Recently, individually packaging medications has become a new and innovative way for pharmacies to increase patient adherence. Some estimations claim that patient adherence for chronic medications can be as low as 50%1, so it is up to the pharmacies and pharmacists to find ways to increase this number to help pave the way for better patient outcomes. Many people may think about the large $100 million merger in 2018 between Amazon and PillPack that led Amazon to lead the charge in packaging patient medications but many of those same people may not know that their friendly neighborhood pharmacy may have the same capabilities with increased customer service2. One example of this is Kohll’s Pharmacy, located in the Omaha area. Kohll’s, along with its new automated packaging machine, has been able to crack into the medication packaging market and prepare blister packs in a safe and timely manner for a large number of their patients. This has led to an increase in the number of prescriptions filled by Kohll’s as many individuals living in their home and those living in long term care facilities have moved over to them due to the convenience of having a local company fill prescriptions for you. However, the question remains on if packaging these medications will lead to an increase in patient adherence or outcomes. This article will investigate this question and provide evidence behind whether packing patients’ medications is beneficial for the patient or not.

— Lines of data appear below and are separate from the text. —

//! Scripted providers for router and research tests.

use std::sync::atomic::{AtomicUsize, Ordering};
use std::sync::{Arc, Mutex};
use std::time::Duration;

use crate::config::RateLimit;
use crate::error::{FailureKind, ProviderFailure};
use crate::provider::SearchProvider;
use crate::registry::ProviderRegistry;
use crate::types::{ProviderName, SearchQuery, SearchResultItem, SearchResultSet};

/// What a [`ScriptedProvider`] does when called.
#[derive(Debug, Clone)]
pub(crate) enum Script {
    /// Return these URLs for every query.
    Fixed(Vec<&'static str>),
    /// Return `n` URLs derived from the query text.
    Echo(usize),
    /// Fail with this kind.
    Fail(FailureKind),
    /// Sleep before answering like `Echo(n)`.
    Slow(Duration, usize),
    /// Like `Slow`, with the delay looked up by query text (zero if absent).
    Staggered(Vec<(&'static str, Duration)>, usize),
}

#[derive(Debug)]
pub(crate) struct ScriptedProvider {
    name: ProviderName,
    needs_credentials: bool,
    has_credentials: bool,
    script: Script,
    calls: Arc<AtomicUsize>,
    finished: Arc<Mutex<Vec<String>>>,
}

impl ScriptedProvider {
    pub(crate) fn new(name: ProviderName, script: Script) -> Self {
        Self {
            name,
            needs_credentials: false,
            has_credentials: false,
            script,
            calls: Arc::new(AtomicUsize::new(0)),
            finished: Arc::new(Mutex::new(Vec::new())),
        }
    }

    /// A provider that needs credentials and has none.
    pub(crate) fn unconfigured(name: ProviderName) -> Self {
        Self {
            needs_credentials: true,
            ..Self::new(name, Script::Echo(3))
        }
    }

    /// A provider that needs credentials and has them.
    pub(crate) fn credentialed(name: ProviderName, script: Script) -> Self {
        Self {
            needs_credentials: true,
            has_credentials: true,
            ..Self::new(name, script)
        }
    }

    /// Shared counter of calls that reached `search`.
    pub(crate) fn call_counter(&self) -> Arc<AtomicUsize> {
        Arc::clone(&self.calls)
    }

    /// Query texts in the order their calls returned.
    pub(crate) fn finish_log(&self) -> Arc<Mutex<Vec<String>>> {
        Arc::clone(&self.finished)
    }
}

pub(crate) fn slug(text: &str) -> String {
    text.split_whitespace().collect::<Vec<_>>().join("-")
}

fn echo_items(name: ProviderName, query: &SearchQuery, n: usize) -> Vec<SearchResultItem> {
    (0..n)
        .map(|i| SearchResultItem {
            title: format!("{} result {i}", query.text()),
            url: format!("https://example.com/{}/{i}", slug(query.text())),
            snippet: format!("About {}", query.text()),
            source_provider: name,
        })
        .collect()
}

impl SearchProvider for ScriptedProvider {
    async fn search(&self, query: &SearchQuery) -> Result<SearchResultSet, ProviderFailure> {
        self.calls.fetch_add(1, Ordering::SeqCst);
        let items = match &self.script {
            Script::Fixed(urls) => urls
                .iter()
                .enumerate()
                .map(|(i, url)| SearchResultItem {
                    title: format!("Fixed {i}"),
                    url: (*url).to_owned(),
                    snippet: "fixed".into(),
                    source_provider: self.name,
                })
                .collect(),
            Script::Echo(n) => echo_items(self.name, query, *n),
            Script::Fail(kind) => {
                return Err(ProviderFailure::new(self.name, *kind, "scripted failure"));
            }
            Script::Slow(delay, n) => {
                tokio::time::sleep(*delay).await;
                echo_items(self.name, query, *n)
            }
            Script::Staggered(delays, n) => {
                let delay = delays
                    .iter()
                    .find(|(text, _)| *text == query.text())
                    .map_or(Duration::ZERO, |(_, d)| *d);
                tokio::time::sleep(delay).await;
                echo_items(self.name, query, *n)
            }
        };
        self.finished
            .lock()
            .unwrap_or_else(|e| e.into_inner())
            .push(query.text().to_owned());
        SearchResultSet::from_items(self.name, items, query.requested_count())
    }

    fn name(&self) -> ProviderName {
        self.name
    }

    fn requires_credentials(&self) -> bool {
        self.needs_credentials
    }

    fn credentials_present(&self) -> bool {
        self.has_credentials
    }
}

/// Registry over scripted providers with a roomy call window.
pub(crate) fn registry(providers: Vec<ScriptedProvider>) -> Arc<ProviderRegistry<ScriptedProvider>> {
    registry_with_limit(providers, RateLimit::new(100, 60))
}

pub(crate) fn registry_with_limit(
    providers: Vec<ScriptedProvider>,
    limit: RateLimit,
) -> Arc<ProviderRegistry<ScriptedProvider>> {
    Arc::new(ProviderRegistry::with_entries(
        providers.into_iter().map(|p| (p, limit)).collect(),
        Duration::from_secs(10),
    ))
}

A study published in the Journal of Psychiatric Practice in 2017 by Gutierrez, P et al. investigated if blister packaging medications would improve prescription adherence in psychiatric patients3. This was a randomized trial conducted at VA Medical Centers in the western United States that followed patients in monthly intervals for up to one year. Patients were randomized into two groups, a blister pack group, and a standard pill vial group. By the end of the one-year follow-up period, the patients in the blister pack group showed evidence of better medication adherence than those in the standard pill vial group. This study concluded that blister packing psychiatric patients’ medications would lead to better patient adherence compared to standard medication packaging.
Another study published in Innovations in Pharmacy in 2018 by Pinto, S et al. investigated if blistering packing patient medications, medication therapy management programs or both would lead to better patient adherence and clinical outcomes compared to traditional medication packaging (pill bottle) for diabetic patients4. The study used a 12-month follow-up and looked at patient pill count scores and Hemoglobin A1c levels to assess patient outcomes. At the end of the 12-month follow-up, the blister pack groups had a statistically significant increase in patient adherence compared to the traditional packaging group. Additionally, the blister pack groups had a statistically significant decrease in hemoglobin A1c at 12 months compared to the traditional packaging group. This study concluded that blister packing patient medications can lead to better overall clinical outcomes and increase patient adherence rates for patients with diabetes.
These two studies are great examples of scientific data showing that packaging patient medications can increase patient adherence and even improve overall patient outcomes. Although these studies followed specific patient populations (psychiatric and diabetic), it can be assumed that the results could be extrapolated to other patient populations as well. It is for these reasons that many pharmacies have started to or are looking to start individual packaging programs for their respective patient populations. Although every pharmacy may not operationally be equipped to offer these services, many are and are looking to grow their business model as well. As mentioned earlier, Kohll’s in the Omaha area is setting the trend locally for individual patient medication packaging and is continuously growing its patient population throughout the process. Other pharmacies can look to a pharmacy like Kohll’s and get an idea of what an operation like this may look like so that they can implement it in their geographic location. Being able to set up a local operation for patient packaging is great for the community and the patient because it can grow local jobs, put money into the community, and allows for great customer service for the patient compared to many large national brands. Additionally, it is important to know that your physician may change your medication based on subjective information, such as how you are feeling, and objective information, such as lab results. If you are not taking your medication correctly or as prescribed, these changes could lead to an increase in adverse effects. Therefore, it is important to ask if your local pharmacy can or is willing to start offering medication packaging services for you so that you can be as adherent as possible to your medication.
- Jennifer Kim, PharmD, BCPS, BCACP, CPP. Medication adherence: The elephant in the room. Uspharmacist.com. Published January 19, 2018. Accessed October 15, 2021. https://www.uspharmacist.com/article/medication-adherence-the-elephant-in-the-room
- Farr C. The inside story of why Amazon bought PillPack in its effort to crack the $500 billion prescription market. CNBC. Published May 10, 2019. Accessed October 15, 2021. https://www.cnbc.com/2019/05/10/why-amazon-bought-pillpack-for-753-million-and-what-happens-next.html
- Gutierrez PM, Wortzel HS, Forster JE, Leitner RA, Hostetter TA, Brenner LA. Blister Packaging Medication Increases Treatment Adherence in Psychiatric Patients. J Psychiatr Pract. 2017;23(5):320-327. doi:10.1097/PRA.0000000000000252
- Pinto S, Simon A, Osundina F, Jordan M, Ching D. Study to measure the impact of pharmacists and pharmacy services (STOMPP) on medication non-adherence: Medication adherence and clinical outcomes. Inov Pharm. 2018;9(1):11.